[Information given]

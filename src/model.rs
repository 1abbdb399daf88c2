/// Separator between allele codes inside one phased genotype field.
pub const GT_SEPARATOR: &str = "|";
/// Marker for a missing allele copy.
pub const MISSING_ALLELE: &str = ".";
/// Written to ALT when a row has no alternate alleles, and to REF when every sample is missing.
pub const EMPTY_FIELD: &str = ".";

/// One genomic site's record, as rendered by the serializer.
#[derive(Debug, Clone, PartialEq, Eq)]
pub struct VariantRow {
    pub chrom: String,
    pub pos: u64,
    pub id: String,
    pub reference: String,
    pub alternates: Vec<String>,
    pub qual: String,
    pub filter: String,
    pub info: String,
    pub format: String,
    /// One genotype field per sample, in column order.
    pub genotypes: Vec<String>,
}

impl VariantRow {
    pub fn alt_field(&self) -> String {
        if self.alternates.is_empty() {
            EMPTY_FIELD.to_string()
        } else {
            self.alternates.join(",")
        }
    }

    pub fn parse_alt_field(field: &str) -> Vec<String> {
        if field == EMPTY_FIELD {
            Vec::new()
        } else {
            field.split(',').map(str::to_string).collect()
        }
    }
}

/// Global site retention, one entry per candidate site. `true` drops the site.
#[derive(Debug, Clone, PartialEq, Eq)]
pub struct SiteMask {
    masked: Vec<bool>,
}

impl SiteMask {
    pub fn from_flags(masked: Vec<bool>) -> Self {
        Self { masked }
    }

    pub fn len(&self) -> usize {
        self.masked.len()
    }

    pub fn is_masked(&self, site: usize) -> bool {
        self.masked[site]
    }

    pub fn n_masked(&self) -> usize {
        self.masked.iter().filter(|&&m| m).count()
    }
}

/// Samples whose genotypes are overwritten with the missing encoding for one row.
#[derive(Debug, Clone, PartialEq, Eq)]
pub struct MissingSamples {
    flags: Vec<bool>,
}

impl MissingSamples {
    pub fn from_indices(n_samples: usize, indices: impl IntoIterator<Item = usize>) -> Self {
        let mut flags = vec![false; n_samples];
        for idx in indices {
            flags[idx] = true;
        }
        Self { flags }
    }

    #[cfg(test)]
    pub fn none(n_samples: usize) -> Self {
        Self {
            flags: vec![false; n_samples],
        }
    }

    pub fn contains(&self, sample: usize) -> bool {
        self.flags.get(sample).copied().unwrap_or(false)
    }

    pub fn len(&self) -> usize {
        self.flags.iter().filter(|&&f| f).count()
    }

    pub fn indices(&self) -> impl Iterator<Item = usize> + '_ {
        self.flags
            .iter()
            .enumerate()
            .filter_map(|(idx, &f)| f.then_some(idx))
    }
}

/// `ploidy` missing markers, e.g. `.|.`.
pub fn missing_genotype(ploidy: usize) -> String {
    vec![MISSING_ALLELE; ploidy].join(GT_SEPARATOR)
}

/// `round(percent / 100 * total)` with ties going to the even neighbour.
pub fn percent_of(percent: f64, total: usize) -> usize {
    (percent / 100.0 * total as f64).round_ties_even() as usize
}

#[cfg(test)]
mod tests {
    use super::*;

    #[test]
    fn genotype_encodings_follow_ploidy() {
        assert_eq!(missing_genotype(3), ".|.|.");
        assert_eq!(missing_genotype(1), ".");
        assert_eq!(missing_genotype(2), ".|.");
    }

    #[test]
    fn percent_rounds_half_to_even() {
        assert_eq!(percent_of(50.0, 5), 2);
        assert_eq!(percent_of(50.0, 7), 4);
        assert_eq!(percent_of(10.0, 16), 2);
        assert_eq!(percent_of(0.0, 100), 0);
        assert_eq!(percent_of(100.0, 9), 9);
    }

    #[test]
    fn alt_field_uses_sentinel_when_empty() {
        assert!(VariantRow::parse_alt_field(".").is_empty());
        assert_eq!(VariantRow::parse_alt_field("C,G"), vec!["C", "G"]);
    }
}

[/Information given]
[Information given]

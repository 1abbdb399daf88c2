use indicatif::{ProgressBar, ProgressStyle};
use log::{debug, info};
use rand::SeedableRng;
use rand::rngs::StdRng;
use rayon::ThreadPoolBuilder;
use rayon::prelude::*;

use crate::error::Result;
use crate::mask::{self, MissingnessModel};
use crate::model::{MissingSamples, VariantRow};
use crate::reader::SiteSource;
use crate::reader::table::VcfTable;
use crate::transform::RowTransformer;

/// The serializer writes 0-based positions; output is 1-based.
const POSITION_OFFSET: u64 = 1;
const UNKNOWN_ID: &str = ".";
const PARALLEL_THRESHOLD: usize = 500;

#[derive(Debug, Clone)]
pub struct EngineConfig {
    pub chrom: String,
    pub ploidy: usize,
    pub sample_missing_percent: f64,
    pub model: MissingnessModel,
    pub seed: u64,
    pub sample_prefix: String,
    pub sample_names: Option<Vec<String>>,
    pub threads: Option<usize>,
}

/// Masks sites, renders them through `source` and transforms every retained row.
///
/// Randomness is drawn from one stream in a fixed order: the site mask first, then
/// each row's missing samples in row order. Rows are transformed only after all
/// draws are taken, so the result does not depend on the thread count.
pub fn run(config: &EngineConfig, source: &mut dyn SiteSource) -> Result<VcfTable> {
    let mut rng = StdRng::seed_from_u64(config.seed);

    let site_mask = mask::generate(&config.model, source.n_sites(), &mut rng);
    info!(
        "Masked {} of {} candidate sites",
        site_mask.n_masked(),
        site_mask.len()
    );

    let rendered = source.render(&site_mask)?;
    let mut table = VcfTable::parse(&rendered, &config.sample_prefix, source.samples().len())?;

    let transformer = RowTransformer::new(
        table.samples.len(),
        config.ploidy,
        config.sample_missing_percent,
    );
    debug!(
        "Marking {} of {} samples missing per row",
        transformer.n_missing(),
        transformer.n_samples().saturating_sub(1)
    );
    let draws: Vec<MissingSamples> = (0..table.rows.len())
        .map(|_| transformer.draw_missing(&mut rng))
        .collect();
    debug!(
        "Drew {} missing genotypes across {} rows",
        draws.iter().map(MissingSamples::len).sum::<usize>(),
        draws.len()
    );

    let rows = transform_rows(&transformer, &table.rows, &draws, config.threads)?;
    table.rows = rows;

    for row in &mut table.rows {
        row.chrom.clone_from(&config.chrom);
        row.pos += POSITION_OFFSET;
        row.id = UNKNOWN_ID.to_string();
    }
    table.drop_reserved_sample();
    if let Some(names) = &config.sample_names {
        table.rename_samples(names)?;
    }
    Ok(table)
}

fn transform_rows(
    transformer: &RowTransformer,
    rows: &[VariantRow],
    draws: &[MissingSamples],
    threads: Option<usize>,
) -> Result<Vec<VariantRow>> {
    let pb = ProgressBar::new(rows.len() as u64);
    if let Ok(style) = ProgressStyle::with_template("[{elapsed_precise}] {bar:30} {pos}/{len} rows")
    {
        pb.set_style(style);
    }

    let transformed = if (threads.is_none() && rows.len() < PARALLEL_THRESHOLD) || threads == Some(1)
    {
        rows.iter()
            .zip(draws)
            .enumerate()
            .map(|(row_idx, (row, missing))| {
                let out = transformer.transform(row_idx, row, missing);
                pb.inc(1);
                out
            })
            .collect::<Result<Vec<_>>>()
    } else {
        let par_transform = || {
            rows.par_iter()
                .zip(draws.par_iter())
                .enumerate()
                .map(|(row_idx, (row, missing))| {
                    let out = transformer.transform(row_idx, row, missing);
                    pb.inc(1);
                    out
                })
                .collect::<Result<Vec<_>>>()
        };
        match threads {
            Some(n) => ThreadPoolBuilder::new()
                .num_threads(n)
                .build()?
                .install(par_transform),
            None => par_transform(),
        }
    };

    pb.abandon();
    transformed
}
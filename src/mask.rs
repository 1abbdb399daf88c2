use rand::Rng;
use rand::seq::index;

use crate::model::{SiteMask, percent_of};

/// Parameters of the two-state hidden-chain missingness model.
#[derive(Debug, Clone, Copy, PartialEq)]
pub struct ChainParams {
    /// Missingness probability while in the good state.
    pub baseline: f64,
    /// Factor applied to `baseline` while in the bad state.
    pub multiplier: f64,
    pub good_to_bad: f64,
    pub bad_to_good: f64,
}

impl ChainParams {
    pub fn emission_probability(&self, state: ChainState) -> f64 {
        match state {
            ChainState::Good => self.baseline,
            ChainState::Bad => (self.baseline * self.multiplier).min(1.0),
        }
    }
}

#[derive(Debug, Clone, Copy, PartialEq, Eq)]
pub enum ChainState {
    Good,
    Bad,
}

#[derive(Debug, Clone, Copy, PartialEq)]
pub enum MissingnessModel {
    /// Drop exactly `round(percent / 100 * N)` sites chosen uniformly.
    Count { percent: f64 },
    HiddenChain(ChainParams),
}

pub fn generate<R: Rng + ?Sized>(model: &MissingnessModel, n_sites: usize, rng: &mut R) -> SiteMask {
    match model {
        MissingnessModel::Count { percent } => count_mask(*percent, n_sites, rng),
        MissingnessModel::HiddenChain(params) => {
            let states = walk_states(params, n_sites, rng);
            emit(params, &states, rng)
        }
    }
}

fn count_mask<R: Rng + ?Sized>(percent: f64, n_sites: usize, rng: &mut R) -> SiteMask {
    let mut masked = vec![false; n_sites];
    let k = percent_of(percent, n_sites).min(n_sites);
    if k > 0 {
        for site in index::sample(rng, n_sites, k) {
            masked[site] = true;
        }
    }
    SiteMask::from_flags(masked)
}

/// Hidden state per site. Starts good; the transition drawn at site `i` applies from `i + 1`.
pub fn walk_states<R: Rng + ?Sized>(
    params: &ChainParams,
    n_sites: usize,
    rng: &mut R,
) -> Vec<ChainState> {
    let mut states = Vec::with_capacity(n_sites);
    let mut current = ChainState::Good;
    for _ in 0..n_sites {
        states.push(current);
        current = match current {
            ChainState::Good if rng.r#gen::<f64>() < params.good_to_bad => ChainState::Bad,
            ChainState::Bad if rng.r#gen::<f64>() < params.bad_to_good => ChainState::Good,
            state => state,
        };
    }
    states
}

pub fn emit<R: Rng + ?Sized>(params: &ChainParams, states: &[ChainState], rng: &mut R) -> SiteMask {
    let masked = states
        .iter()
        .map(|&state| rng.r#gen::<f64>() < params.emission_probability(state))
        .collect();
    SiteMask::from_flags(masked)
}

[/Information given]
[Information given]

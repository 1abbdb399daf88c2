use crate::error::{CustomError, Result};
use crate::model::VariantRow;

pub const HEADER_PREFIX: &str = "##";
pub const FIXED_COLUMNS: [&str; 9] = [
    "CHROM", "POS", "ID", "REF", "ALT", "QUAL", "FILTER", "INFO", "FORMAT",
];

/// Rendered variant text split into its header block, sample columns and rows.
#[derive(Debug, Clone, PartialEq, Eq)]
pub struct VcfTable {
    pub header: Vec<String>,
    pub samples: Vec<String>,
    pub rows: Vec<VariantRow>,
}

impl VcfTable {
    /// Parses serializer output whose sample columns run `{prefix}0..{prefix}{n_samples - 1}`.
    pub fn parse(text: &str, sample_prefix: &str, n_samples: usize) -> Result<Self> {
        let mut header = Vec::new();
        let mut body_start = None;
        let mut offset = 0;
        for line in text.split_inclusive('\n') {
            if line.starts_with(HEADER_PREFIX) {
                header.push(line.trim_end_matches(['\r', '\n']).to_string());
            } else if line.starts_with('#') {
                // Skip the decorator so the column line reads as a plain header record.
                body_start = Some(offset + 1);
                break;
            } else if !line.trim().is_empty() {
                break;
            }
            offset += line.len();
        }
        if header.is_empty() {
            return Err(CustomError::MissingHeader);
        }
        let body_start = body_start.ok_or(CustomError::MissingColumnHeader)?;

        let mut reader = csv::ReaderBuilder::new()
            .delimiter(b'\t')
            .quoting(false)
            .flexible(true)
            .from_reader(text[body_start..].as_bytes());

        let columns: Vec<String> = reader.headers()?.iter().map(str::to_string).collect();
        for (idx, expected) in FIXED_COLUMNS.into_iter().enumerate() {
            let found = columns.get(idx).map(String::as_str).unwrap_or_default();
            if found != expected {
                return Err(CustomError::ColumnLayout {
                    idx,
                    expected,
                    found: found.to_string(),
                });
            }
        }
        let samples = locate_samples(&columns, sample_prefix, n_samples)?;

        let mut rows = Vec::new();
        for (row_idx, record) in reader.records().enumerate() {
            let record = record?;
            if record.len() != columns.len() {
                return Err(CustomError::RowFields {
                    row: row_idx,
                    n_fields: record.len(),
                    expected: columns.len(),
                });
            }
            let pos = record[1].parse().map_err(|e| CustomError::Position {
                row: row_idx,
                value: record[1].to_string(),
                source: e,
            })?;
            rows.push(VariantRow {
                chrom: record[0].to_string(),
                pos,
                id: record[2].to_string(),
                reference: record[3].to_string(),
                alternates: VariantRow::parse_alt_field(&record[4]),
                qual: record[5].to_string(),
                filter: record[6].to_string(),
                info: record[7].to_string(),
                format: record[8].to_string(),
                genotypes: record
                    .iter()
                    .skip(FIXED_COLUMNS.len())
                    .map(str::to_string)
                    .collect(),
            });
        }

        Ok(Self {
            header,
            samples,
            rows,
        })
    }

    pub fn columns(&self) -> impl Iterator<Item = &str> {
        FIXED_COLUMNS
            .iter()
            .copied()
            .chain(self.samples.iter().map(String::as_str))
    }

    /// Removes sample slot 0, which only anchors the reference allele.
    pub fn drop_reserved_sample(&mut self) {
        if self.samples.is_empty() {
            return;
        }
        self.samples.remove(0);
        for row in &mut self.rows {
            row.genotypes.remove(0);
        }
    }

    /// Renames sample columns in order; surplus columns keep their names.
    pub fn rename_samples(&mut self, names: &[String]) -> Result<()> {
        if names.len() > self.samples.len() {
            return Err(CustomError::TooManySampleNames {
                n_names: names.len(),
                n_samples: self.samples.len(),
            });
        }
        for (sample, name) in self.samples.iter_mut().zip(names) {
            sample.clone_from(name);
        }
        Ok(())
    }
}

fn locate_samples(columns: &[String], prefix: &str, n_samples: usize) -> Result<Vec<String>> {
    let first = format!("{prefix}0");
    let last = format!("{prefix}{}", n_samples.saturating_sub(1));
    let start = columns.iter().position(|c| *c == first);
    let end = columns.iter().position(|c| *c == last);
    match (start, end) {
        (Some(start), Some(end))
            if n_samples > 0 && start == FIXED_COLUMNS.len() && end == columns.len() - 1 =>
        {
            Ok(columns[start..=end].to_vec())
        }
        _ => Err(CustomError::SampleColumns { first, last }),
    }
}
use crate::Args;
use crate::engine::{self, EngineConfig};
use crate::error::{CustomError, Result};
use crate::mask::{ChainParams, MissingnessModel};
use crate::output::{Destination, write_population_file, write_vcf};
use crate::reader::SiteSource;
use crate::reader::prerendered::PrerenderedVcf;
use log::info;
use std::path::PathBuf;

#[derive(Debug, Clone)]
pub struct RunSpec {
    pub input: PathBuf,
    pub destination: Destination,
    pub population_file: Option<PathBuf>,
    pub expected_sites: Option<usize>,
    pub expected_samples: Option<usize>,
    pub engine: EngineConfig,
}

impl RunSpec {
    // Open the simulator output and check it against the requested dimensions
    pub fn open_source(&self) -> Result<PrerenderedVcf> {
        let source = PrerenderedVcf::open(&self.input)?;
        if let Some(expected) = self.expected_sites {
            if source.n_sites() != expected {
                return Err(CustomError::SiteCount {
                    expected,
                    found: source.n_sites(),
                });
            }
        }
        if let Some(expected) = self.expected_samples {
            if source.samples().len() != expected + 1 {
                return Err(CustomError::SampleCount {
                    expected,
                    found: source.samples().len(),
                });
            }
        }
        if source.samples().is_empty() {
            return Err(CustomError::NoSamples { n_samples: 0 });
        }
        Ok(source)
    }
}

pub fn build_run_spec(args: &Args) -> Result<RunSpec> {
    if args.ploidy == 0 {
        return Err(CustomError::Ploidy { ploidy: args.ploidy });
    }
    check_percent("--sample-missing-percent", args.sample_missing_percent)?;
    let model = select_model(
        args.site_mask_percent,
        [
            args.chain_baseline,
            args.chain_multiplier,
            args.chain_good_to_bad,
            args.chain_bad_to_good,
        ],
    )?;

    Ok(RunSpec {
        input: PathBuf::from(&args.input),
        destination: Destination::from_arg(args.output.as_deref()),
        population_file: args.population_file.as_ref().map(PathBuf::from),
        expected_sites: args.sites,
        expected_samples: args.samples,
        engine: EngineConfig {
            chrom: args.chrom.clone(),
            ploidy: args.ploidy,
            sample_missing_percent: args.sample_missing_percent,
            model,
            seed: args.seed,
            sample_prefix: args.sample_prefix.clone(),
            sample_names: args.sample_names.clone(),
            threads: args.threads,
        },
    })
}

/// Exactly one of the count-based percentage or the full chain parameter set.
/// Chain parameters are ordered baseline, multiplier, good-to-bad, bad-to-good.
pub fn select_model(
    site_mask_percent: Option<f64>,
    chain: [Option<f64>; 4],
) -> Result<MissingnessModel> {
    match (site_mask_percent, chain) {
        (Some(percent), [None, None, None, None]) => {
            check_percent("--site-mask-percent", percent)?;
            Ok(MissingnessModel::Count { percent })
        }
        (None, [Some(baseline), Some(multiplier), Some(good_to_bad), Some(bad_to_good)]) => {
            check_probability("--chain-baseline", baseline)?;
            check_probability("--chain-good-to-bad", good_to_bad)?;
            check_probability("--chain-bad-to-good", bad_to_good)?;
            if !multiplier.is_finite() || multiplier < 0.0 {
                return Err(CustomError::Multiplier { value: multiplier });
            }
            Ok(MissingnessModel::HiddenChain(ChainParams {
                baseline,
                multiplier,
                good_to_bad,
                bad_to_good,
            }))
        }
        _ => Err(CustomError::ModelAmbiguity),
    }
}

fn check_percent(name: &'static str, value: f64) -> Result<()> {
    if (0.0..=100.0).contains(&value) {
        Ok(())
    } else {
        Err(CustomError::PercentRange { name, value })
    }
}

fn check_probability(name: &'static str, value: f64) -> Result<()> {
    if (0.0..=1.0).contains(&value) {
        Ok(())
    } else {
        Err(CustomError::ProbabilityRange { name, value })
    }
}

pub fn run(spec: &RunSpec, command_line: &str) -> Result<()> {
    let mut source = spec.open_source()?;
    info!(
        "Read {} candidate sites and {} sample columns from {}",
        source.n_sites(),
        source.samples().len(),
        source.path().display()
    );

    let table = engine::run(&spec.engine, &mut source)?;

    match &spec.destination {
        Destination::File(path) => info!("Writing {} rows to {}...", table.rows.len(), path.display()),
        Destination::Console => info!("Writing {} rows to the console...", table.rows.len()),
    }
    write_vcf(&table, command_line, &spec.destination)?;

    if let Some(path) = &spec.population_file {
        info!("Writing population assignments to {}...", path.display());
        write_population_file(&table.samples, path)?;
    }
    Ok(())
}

[/Information given]

• [Directions for this task]: Please reproduce, exactly as they appear above, the lines from the line containing "pub fn alt_field(&self)" up to and including the line containing "pub fn from_indices(n_samples: usize, indices: impl".

• [Response area]:
    pub fn alt_field(&self) -> String {
        if self.alternates.is_empty() {
            EMPTY_FIELD.to_string()
        } else {
            self.alternates.join(",")
        }
    }

    pub fn parse_alt_field(field: &str) -> Vec<String> {
        if field == EMPTY_FIELD {
            Vec::new()
        } else {
            field.split(',').map(str::to_string).collect()
        }
    }
}

/// Global site retention, one entry per candidate site. `true` drops the site.
#[derive(Debug, Clone, PartialEq, Eq)]
pub struct SiteMask {
    masked: Vec<bool>,
}

impl SiteMask {
    pub fn from_flags(masked: Vec<bool>) -> Self {
        Self { masked }
    }

    pub fn len(&self) -> usize {
        self.masked.len()
    }

    pub fn is_masked(&self, site: usize) -> bool {
        self.masked[site]
    }

    pub fn n_masked(&self) -> usize {
        self.masked.iter().filter(|&&m| m).count()
    }
}

/// Samples whose genotypes are overwritten with the missing encoding for one row.
#[derive(Debug, Clone, PartialEq, Eq)]
pub struct MissingSamples {
    flags: Vec<bool>,
}

impl MissingSamples {
    pub fn from_indices(n_samples: usize, indices: impl IntoIterator<Item = usize>) -> Self {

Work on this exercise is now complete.